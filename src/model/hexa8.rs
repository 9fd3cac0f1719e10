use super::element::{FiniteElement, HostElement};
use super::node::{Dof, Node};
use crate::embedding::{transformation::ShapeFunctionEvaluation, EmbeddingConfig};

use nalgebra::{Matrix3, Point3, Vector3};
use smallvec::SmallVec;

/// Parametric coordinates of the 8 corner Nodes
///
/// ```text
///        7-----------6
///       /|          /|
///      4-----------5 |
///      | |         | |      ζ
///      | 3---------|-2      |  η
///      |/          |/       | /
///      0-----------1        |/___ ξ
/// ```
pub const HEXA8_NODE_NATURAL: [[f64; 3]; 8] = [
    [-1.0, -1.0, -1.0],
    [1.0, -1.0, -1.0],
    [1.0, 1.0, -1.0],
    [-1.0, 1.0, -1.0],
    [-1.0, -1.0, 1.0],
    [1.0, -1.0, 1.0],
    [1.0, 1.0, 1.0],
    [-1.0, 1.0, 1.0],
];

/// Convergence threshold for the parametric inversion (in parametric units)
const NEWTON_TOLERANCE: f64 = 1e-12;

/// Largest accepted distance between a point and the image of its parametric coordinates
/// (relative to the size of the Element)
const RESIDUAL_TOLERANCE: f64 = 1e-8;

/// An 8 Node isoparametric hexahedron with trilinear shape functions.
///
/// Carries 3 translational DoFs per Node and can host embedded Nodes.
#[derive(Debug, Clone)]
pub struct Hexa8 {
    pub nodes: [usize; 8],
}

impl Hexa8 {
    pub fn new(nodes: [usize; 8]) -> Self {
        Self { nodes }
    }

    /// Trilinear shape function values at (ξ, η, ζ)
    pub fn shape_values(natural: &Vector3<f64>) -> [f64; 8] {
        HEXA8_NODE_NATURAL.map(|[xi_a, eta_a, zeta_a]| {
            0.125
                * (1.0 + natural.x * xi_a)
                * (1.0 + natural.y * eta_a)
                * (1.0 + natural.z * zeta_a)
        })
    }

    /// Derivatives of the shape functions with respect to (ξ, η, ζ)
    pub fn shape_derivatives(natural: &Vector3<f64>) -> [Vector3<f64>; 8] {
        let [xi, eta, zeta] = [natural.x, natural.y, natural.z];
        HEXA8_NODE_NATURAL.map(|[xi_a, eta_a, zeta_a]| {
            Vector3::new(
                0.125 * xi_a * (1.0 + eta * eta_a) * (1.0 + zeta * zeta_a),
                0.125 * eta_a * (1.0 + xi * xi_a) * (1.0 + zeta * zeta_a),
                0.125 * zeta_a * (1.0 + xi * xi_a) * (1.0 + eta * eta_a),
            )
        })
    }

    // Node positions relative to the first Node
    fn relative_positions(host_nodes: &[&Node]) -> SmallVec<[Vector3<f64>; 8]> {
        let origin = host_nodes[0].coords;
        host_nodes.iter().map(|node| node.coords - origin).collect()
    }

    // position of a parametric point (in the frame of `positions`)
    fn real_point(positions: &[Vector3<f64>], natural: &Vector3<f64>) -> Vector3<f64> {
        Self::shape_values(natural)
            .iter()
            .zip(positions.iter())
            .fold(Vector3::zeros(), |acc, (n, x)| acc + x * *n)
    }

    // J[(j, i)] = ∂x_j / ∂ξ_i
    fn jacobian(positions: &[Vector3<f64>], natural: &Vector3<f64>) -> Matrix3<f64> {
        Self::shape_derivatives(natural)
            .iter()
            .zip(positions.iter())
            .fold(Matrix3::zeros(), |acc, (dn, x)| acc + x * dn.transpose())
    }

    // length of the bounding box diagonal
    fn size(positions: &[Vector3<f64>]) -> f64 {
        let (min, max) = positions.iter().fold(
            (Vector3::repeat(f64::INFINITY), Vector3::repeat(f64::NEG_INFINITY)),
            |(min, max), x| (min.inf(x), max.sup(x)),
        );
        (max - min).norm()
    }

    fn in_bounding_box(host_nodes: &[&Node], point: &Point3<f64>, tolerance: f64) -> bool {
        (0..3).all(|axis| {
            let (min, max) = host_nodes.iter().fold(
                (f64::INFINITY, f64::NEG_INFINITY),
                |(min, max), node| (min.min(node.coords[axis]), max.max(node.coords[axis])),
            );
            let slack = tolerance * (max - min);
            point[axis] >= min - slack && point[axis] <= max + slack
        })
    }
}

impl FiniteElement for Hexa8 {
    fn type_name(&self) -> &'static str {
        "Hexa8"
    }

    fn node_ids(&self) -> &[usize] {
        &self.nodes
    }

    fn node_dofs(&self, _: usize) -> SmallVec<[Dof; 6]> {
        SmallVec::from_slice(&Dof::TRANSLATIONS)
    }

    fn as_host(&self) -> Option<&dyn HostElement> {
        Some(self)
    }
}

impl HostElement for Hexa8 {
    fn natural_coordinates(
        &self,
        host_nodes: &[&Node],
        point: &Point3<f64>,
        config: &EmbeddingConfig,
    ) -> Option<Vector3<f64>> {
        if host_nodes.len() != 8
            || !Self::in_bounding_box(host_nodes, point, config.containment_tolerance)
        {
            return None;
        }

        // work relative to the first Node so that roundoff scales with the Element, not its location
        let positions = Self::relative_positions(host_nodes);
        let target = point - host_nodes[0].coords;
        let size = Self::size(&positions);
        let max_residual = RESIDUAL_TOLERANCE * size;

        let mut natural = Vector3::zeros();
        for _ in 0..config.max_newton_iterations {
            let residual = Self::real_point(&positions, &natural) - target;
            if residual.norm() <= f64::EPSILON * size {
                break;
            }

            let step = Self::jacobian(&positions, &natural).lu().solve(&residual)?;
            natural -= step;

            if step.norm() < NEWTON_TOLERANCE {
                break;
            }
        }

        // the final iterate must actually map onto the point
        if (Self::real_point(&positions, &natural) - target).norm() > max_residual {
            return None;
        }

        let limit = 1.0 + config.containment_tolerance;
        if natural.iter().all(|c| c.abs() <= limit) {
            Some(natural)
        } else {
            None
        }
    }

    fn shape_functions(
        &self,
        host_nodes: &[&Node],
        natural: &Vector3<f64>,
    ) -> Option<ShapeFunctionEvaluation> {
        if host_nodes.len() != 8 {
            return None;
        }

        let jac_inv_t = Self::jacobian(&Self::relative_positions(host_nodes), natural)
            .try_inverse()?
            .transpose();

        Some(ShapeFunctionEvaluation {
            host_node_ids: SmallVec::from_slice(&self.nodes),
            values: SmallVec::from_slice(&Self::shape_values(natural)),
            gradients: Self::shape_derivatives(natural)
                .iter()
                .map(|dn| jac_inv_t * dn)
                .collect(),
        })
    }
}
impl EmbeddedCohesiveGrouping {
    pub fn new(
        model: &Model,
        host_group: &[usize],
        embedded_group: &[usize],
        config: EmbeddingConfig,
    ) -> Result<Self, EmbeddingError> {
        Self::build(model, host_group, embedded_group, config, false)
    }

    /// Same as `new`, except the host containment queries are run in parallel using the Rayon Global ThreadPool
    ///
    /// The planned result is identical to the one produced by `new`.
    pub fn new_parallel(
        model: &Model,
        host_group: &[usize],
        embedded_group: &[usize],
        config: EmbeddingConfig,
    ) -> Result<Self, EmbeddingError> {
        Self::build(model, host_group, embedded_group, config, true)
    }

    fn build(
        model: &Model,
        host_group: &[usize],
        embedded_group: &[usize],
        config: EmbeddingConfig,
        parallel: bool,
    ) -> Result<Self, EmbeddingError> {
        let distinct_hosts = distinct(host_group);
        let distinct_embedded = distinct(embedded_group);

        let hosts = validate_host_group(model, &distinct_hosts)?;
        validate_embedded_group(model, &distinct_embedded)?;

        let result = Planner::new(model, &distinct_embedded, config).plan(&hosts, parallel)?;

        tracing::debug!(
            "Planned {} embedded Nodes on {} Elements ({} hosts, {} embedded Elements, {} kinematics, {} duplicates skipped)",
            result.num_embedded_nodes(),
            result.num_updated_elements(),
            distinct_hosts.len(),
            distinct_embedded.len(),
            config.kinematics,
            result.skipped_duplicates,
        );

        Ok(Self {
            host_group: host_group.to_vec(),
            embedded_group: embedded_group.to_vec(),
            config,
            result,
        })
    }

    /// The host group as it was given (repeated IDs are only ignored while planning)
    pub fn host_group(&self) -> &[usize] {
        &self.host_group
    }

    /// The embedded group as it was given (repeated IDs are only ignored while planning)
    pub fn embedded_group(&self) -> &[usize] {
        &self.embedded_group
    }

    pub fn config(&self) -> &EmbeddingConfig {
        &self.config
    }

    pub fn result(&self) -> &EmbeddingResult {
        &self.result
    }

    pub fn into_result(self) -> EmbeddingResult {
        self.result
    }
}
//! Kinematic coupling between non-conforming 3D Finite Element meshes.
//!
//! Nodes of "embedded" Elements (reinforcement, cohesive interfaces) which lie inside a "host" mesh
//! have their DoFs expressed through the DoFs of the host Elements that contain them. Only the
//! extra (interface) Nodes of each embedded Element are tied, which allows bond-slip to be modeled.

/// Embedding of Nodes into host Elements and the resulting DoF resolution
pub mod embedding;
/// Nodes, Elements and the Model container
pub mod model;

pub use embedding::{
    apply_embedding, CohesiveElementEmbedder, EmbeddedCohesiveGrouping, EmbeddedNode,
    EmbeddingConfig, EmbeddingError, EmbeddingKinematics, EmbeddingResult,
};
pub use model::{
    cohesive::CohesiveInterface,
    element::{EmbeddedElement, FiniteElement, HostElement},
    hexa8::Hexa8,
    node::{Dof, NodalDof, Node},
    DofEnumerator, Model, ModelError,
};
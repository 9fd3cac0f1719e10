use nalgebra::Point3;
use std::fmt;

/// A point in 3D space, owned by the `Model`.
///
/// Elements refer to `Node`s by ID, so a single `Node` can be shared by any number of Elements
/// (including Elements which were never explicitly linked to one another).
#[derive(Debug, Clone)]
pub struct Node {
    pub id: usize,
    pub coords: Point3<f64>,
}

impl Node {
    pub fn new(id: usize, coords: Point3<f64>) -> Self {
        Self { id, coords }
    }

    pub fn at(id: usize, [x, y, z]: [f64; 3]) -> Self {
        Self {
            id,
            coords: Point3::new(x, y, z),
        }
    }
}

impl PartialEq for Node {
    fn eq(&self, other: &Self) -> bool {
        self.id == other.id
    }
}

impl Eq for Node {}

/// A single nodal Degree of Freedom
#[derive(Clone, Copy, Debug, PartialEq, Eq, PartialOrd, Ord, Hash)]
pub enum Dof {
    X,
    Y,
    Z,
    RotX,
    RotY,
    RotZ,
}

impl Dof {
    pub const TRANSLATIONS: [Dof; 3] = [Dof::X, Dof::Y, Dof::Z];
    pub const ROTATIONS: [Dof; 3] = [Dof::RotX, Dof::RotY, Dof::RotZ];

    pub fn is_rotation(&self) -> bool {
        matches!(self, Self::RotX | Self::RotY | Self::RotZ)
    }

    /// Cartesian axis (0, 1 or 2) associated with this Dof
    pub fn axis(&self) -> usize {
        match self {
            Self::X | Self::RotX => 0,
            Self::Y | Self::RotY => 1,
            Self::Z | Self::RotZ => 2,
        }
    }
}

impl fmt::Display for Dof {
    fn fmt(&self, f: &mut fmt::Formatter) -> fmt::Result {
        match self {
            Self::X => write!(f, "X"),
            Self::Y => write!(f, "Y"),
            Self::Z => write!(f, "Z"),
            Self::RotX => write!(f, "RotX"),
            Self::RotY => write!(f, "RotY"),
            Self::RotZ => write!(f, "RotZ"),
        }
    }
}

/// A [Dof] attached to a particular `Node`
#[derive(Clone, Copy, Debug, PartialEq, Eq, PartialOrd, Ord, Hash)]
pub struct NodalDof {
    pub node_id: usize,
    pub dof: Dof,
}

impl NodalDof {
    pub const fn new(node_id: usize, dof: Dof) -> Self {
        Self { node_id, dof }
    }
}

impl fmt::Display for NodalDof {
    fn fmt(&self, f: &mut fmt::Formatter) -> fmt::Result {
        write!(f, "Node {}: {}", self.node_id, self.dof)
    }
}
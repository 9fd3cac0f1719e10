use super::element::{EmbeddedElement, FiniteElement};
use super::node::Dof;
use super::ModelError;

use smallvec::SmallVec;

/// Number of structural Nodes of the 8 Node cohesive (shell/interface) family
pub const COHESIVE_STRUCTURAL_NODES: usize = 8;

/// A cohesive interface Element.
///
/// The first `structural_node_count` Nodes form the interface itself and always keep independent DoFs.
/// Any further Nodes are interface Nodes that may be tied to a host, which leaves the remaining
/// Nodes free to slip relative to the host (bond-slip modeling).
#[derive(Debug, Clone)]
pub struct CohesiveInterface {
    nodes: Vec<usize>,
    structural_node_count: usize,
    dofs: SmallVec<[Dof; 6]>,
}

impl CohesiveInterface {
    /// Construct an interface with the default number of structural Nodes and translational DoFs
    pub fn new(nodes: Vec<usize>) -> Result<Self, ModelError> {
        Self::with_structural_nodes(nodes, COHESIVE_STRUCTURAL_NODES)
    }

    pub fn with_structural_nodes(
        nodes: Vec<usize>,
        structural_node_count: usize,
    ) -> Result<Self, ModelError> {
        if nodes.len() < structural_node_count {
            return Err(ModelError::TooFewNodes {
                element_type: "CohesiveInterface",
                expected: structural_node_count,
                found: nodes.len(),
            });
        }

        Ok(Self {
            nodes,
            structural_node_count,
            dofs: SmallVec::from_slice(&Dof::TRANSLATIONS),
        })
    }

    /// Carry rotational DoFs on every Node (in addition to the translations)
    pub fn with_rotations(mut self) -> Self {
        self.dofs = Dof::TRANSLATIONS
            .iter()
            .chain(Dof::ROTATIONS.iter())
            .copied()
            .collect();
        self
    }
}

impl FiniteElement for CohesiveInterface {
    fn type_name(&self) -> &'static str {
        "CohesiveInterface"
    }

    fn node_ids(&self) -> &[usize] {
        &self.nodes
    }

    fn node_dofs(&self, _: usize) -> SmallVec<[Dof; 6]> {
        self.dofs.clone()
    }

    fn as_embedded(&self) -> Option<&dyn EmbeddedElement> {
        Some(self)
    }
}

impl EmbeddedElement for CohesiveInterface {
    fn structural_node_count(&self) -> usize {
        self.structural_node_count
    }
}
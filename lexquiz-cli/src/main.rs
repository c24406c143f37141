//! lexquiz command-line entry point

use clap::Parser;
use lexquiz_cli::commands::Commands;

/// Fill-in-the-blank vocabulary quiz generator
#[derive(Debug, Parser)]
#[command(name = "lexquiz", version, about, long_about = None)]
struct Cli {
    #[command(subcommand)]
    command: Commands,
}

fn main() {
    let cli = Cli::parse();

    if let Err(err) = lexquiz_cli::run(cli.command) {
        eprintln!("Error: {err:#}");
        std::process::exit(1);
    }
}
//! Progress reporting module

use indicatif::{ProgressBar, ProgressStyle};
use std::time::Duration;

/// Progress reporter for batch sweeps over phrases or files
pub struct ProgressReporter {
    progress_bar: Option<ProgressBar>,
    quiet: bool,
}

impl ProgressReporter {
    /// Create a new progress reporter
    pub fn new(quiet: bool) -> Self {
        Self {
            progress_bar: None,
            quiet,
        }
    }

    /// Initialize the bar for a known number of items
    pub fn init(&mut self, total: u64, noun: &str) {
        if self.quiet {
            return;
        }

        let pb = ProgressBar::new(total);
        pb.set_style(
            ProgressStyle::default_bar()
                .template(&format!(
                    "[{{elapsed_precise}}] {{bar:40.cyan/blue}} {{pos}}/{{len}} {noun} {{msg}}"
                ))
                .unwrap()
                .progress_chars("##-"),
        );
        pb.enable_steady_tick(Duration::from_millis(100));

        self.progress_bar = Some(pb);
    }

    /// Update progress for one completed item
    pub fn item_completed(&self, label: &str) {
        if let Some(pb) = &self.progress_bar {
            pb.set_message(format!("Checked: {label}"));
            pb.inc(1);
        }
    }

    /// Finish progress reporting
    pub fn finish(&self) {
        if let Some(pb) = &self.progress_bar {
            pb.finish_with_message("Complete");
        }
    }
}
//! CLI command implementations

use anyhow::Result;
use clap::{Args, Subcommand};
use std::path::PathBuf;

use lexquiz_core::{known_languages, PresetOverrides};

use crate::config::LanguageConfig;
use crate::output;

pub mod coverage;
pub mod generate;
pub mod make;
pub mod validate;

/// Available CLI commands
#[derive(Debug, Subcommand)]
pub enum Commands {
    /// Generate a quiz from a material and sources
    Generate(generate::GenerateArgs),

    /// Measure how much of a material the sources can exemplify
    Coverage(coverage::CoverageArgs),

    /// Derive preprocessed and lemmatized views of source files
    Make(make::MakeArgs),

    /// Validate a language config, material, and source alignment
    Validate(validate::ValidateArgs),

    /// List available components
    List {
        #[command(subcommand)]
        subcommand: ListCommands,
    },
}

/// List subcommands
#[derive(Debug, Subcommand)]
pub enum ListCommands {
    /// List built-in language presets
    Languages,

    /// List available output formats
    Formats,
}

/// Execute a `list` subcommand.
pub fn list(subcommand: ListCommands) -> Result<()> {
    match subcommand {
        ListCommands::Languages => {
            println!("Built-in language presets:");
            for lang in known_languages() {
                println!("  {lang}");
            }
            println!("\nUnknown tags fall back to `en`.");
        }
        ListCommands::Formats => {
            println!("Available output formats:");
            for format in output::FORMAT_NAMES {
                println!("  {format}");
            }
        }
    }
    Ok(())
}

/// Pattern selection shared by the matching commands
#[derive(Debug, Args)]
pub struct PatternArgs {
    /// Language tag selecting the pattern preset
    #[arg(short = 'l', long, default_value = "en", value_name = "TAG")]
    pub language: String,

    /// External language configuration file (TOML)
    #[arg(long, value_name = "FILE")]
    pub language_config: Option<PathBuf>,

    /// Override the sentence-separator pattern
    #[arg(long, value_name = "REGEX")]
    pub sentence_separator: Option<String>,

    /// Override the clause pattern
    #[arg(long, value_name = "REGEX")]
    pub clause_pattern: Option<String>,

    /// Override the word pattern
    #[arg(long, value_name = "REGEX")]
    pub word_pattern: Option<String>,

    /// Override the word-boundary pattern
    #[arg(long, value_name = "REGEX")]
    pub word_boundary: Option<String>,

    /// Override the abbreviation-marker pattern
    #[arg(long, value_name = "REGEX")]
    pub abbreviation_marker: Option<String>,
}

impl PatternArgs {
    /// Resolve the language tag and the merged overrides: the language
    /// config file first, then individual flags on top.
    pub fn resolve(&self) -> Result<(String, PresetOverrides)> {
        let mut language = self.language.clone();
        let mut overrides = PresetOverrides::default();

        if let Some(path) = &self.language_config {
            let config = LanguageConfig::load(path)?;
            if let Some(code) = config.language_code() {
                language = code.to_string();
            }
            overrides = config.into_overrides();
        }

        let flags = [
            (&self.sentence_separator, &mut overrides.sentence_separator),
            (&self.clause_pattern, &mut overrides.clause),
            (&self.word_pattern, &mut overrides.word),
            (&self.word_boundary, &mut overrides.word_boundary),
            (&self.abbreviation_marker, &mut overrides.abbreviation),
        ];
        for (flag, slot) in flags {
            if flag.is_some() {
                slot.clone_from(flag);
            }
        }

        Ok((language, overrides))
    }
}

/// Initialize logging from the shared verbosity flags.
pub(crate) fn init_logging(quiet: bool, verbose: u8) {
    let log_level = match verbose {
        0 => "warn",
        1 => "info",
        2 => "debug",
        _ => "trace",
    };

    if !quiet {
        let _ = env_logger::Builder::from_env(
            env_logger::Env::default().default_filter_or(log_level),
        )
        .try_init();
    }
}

────────────────────────────────────────

▸ **WORK TO BE COMPLETED**: Copy out each line from the preceding entries that mentions the word "single".

▸ **YOUR SOLUTION**:
/// Elements refer to `Node`s by ID, so a single `Node` can be shared by any number of Elements
/// A single nodal Degree of Freedom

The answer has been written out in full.